Aim of the task: Your task is to copy every line of the records below that contains "release".

Data for the task:
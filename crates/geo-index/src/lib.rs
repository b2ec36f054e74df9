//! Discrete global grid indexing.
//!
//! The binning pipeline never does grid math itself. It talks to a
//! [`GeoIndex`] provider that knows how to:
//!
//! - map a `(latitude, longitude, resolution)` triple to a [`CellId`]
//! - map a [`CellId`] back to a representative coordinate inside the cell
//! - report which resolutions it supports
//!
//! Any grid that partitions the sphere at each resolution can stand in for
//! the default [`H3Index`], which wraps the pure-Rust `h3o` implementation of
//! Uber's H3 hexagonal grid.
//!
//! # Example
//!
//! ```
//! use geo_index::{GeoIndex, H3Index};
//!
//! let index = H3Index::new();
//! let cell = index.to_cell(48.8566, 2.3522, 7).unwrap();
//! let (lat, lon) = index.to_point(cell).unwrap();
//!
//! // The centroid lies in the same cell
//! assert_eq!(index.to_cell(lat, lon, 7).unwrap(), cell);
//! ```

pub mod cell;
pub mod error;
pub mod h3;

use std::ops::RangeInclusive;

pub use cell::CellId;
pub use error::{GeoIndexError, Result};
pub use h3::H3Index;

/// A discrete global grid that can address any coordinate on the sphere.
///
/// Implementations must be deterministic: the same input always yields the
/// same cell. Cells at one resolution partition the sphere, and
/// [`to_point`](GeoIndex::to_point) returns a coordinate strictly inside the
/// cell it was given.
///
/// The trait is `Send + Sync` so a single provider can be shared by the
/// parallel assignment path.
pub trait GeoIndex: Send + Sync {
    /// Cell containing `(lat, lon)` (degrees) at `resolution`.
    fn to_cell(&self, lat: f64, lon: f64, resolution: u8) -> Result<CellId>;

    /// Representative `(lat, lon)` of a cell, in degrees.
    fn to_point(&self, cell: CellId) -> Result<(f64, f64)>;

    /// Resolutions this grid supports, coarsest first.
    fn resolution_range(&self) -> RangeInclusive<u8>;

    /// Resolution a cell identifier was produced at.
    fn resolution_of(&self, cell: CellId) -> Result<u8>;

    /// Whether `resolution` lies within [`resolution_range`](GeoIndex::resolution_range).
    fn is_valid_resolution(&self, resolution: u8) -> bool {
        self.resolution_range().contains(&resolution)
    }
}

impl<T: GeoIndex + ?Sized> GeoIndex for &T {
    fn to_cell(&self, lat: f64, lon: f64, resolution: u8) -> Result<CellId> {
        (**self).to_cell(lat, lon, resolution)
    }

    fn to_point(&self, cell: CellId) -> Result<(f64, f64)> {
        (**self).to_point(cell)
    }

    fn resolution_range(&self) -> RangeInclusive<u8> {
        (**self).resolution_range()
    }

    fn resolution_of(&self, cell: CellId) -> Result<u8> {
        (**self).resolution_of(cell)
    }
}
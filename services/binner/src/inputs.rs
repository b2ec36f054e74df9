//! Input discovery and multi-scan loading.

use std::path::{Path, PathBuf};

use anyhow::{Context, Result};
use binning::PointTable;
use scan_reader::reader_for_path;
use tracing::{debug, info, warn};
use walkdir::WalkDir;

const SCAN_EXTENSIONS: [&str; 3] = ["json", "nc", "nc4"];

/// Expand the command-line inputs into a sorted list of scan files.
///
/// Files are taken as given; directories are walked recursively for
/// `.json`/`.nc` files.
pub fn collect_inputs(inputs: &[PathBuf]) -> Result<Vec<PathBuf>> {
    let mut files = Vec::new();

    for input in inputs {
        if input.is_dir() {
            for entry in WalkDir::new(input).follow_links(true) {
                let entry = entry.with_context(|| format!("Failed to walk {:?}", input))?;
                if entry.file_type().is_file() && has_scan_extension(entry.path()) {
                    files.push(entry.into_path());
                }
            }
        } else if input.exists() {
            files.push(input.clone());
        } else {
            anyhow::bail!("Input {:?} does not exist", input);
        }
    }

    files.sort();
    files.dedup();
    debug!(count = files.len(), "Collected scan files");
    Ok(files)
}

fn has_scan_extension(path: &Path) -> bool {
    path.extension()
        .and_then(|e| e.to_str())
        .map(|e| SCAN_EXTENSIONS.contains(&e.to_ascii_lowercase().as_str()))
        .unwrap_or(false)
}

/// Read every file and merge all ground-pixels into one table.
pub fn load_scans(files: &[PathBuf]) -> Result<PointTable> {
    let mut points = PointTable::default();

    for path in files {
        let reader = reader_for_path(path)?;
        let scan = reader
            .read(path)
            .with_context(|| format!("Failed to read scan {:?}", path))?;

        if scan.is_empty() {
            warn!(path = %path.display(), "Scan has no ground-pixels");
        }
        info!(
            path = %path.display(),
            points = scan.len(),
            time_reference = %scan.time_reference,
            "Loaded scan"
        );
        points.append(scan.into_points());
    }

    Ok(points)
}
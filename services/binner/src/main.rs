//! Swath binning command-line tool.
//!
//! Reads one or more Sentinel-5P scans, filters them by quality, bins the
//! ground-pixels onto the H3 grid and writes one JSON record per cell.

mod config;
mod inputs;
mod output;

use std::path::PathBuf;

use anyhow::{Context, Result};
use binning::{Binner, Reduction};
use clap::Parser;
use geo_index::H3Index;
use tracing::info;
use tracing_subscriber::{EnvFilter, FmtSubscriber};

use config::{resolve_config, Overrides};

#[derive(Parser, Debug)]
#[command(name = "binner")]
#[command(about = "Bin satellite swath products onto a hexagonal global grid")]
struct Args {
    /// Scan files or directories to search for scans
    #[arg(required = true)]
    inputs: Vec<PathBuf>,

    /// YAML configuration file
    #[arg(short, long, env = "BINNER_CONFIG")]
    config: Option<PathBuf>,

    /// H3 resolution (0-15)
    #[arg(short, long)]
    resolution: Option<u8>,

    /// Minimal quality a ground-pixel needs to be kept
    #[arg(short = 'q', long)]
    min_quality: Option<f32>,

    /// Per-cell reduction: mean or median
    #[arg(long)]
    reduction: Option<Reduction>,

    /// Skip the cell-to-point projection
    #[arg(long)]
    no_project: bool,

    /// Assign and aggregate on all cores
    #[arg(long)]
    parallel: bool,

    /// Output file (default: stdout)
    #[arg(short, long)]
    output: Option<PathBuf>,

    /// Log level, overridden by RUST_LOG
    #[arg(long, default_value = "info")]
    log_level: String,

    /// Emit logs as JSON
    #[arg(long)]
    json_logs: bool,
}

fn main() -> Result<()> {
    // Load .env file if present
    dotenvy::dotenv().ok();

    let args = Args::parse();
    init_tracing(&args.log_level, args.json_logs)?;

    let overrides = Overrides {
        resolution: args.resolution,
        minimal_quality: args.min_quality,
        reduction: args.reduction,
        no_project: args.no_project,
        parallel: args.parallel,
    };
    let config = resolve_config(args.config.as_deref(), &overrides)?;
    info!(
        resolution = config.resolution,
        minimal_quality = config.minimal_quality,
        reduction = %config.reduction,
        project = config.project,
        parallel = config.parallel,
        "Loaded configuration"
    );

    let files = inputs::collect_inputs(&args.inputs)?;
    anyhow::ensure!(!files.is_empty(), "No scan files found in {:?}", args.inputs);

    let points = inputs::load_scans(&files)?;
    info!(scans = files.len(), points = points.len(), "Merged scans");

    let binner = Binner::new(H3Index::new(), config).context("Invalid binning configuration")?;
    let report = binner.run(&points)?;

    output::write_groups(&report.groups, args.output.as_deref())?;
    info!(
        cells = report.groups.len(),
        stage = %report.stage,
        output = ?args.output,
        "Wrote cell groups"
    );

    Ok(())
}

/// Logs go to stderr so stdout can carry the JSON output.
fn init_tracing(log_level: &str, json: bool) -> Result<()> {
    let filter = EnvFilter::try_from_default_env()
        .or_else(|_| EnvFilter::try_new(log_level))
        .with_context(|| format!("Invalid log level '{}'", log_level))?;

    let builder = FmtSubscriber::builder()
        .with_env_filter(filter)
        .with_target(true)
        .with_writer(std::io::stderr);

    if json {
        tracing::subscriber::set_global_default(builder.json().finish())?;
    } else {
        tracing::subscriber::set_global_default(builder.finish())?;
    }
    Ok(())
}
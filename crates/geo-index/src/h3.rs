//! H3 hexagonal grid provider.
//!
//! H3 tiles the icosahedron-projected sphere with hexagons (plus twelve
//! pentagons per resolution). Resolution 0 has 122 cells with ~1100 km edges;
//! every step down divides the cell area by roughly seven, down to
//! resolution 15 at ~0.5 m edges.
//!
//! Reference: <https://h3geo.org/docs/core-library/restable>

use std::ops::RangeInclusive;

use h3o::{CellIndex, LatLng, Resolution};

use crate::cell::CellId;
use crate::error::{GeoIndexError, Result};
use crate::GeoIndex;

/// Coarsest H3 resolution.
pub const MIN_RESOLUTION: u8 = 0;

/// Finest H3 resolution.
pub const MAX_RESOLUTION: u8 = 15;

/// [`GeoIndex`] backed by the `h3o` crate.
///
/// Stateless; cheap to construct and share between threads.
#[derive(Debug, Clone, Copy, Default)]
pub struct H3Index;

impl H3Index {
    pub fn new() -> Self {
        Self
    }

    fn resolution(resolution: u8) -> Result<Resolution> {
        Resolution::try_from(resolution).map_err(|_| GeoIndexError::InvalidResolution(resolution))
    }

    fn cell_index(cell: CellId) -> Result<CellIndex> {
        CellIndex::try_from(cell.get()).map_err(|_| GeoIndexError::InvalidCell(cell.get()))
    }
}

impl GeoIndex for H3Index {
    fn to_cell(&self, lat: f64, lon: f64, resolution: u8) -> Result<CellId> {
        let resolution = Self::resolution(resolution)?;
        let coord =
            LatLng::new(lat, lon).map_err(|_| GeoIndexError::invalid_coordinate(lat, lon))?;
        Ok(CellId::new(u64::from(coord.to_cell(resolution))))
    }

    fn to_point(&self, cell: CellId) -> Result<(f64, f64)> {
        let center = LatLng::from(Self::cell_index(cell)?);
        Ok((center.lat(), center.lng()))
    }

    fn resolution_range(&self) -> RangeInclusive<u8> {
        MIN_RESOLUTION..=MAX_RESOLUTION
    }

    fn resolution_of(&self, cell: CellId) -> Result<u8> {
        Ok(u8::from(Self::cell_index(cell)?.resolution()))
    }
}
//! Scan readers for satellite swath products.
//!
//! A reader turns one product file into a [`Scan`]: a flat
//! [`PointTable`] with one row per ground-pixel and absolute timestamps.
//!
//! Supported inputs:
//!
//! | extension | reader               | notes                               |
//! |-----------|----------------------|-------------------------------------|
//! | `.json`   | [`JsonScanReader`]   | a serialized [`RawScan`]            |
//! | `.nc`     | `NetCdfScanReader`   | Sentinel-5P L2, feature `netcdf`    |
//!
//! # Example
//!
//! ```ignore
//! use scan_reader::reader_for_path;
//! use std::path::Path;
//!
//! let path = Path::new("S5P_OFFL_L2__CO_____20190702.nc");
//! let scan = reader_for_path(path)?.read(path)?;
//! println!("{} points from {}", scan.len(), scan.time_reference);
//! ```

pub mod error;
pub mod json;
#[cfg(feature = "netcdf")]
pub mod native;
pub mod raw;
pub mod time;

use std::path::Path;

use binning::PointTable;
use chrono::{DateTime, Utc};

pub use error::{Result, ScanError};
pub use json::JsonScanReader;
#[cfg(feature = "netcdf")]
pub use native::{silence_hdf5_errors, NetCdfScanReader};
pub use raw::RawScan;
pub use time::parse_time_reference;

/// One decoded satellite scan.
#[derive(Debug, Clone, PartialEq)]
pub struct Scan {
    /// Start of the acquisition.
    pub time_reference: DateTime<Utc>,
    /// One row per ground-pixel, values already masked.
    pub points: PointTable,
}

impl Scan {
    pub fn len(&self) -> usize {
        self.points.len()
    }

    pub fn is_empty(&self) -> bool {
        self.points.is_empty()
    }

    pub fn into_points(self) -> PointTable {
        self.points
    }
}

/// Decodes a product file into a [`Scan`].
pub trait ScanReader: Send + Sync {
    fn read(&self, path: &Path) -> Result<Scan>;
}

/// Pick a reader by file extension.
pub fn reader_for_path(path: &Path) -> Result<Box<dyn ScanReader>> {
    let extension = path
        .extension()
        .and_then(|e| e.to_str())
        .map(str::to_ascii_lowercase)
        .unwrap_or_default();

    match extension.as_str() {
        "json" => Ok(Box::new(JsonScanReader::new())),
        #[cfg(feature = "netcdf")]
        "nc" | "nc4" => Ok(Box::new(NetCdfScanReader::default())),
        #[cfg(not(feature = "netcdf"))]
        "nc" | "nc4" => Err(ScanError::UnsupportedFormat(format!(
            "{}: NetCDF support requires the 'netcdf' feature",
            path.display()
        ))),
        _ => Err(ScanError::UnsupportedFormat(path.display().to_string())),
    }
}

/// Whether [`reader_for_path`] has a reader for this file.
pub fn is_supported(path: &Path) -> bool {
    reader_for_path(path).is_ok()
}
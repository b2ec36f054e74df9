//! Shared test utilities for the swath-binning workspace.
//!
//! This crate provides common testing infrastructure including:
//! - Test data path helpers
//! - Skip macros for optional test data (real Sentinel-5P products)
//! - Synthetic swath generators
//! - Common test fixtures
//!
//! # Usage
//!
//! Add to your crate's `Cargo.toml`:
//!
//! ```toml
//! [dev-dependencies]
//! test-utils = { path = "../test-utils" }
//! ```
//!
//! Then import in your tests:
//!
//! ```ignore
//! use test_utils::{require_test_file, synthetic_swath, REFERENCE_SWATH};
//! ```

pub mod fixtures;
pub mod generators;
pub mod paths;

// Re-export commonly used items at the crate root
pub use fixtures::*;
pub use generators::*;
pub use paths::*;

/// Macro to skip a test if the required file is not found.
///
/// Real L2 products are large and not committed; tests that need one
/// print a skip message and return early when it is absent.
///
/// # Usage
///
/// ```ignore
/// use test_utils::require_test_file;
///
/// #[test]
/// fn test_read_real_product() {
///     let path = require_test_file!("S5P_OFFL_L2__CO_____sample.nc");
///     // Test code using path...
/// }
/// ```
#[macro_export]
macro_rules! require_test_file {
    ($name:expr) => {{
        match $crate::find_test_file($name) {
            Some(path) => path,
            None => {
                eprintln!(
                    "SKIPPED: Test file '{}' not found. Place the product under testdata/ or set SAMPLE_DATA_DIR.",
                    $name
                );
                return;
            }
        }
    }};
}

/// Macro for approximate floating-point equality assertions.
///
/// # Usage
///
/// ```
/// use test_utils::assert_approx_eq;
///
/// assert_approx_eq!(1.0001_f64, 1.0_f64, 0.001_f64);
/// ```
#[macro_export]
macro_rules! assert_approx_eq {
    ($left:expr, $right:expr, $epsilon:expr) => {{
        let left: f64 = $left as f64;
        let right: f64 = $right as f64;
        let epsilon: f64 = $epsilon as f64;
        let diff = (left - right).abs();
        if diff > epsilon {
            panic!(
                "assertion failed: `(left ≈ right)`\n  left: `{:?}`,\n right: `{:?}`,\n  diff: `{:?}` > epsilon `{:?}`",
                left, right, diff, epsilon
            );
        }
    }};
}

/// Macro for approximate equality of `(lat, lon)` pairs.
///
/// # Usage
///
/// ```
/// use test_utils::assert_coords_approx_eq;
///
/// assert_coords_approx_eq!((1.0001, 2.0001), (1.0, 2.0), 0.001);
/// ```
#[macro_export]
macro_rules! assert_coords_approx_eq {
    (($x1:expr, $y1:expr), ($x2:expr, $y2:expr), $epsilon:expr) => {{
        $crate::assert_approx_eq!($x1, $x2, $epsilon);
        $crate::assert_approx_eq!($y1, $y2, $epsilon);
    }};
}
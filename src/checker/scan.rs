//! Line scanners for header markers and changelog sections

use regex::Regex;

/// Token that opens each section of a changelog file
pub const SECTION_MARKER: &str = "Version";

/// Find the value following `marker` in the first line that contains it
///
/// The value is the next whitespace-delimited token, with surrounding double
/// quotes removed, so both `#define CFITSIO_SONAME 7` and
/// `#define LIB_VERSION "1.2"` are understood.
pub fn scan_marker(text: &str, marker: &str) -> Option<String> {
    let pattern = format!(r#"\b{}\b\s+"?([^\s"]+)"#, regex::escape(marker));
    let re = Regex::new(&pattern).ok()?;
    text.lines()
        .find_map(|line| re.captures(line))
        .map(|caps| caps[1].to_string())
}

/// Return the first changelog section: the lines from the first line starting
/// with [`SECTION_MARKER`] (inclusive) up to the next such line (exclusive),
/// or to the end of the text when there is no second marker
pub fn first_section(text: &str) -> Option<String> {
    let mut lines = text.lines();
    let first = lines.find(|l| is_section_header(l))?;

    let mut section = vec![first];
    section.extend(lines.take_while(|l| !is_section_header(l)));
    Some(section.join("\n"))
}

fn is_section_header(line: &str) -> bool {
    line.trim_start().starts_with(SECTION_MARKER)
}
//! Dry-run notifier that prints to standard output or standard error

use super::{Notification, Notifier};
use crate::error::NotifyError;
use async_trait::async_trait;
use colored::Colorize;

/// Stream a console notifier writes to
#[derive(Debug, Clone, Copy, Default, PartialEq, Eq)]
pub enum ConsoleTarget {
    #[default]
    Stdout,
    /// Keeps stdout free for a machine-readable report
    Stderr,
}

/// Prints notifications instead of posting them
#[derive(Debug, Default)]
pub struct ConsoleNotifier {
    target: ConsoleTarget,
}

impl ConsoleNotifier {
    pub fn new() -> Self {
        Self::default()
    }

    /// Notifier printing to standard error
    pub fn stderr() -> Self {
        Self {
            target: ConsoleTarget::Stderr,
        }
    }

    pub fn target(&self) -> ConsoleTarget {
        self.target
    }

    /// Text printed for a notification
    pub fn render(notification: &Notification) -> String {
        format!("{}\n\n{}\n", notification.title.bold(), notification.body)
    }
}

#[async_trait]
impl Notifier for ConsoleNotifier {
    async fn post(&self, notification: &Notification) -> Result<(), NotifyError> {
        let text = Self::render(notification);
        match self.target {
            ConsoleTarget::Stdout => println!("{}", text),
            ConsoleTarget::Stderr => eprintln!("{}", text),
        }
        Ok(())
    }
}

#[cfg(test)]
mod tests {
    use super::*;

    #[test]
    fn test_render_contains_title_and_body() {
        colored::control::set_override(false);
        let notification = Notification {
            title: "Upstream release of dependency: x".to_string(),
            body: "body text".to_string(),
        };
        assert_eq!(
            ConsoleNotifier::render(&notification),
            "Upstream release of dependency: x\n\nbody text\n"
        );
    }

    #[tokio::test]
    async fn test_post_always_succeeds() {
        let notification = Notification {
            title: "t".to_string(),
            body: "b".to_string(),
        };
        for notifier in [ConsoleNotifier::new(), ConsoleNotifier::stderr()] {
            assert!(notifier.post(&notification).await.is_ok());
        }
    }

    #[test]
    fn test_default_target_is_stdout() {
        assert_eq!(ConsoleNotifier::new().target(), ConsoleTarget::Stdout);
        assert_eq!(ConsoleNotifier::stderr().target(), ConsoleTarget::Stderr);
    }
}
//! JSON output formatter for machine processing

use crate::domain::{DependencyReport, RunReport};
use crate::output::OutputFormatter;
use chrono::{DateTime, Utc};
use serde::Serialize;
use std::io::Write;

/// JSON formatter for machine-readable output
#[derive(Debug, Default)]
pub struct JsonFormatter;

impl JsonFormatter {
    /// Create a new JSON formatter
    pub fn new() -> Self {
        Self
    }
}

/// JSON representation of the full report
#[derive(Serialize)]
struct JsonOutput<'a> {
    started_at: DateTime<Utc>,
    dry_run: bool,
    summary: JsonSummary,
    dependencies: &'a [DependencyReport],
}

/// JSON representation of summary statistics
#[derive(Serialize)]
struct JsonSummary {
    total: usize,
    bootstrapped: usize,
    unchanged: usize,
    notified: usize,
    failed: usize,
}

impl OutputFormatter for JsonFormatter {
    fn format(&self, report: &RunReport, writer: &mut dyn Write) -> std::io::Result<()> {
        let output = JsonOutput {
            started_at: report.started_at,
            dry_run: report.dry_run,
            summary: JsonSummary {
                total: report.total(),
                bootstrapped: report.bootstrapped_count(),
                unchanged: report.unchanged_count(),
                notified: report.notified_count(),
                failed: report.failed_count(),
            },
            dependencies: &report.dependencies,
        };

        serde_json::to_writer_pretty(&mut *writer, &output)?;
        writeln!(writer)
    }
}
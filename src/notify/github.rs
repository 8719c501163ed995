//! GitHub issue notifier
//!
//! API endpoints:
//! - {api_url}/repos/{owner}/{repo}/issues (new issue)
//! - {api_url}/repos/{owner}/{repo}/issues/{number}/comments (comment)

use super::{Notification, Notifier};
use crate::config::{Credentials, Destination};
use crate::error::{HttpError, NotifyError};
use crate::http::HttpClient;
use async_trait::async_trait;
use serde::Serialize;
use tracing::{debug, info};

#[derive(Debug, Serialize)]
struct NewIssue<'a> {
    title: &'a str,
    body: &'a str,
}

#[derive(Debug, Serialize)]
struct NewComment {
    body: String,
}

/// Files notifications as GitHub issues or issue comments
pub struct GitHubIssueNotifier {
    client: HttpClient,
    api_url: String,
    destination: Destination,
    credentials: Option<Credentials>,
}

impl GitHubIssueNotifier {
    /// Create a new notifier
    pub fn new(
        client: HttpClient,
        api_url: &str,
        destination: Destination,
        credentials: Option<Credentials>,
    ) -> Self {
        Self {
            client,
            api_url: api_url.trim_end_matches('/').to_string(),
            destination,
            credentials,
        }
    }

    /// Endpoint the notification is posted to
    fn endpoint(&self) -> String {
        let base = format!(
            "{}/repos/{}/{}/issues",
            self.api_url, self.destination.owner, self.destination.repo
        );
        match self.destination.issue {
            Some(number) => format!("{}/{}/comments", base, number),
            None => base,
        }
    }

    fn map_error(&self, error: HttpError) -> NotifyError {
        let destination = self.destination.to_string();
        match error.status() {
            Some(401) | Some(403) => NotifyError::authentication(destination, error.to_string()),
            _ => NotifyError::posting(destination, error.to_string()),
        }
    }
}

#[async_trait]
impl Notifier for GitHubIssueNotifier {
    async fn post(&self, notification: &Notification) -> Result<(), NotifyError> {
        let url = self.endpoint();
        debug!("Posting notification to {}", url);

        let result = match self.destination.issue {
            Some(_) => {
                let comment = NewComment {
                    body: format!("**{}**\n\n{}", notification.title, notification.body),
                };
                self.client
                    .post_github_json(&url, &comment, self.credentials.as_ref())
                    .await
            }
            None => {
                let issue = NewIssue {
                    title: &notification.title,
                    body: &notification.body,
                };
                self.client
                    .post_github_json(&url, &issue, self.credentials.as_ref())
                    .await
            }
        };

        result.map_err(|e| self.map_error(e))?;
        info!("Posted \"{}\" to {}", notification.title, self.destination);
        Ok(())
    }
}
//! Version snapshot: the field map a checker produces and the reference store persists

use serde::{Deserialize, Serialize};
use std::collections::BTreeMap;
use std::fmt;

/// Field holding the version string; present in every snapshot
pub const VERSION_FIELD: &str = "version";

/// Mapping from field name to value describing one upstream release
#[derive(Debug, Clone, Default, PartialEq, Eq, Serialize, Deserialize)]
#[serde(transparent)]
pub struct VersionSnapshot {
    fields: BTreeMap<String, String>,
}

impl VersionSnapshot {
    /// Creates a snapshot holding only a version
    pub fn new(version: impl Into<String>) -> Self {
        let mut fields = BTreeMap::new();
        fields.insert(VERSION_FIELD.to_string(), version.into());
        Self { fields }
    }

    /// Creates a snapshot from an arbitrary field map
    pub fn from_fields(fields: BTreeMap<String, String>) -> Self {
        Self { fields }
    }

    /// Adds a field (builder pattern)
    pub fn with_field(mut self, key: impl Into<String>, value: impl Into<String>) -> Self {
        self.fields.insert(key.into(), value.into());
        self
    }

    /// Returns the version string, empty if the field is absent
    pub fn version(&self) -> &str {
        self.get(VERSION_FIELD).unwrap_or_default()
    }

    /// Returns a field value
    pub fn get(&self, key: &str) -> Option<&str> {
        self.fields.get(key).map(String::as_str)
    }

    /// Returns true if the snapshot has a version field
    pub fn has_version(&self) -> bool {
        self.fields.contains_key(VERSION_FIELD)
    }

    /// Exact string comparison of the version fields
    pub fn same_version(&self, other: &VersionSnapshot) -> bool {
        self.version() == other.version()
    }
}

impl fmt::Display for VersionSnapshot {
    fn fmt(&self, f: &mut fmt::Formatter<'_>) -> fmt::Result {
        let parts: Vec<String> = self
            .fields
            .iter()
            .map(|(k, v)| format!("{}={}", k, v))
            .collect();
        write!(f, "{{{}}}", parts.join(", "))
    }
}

Written response:
            title: "Upstream release of dependency: x".to_string(),
            "Upstream release of dependency: x\n\nbody text\n"
/// Mapping from field name to value describing one upstream release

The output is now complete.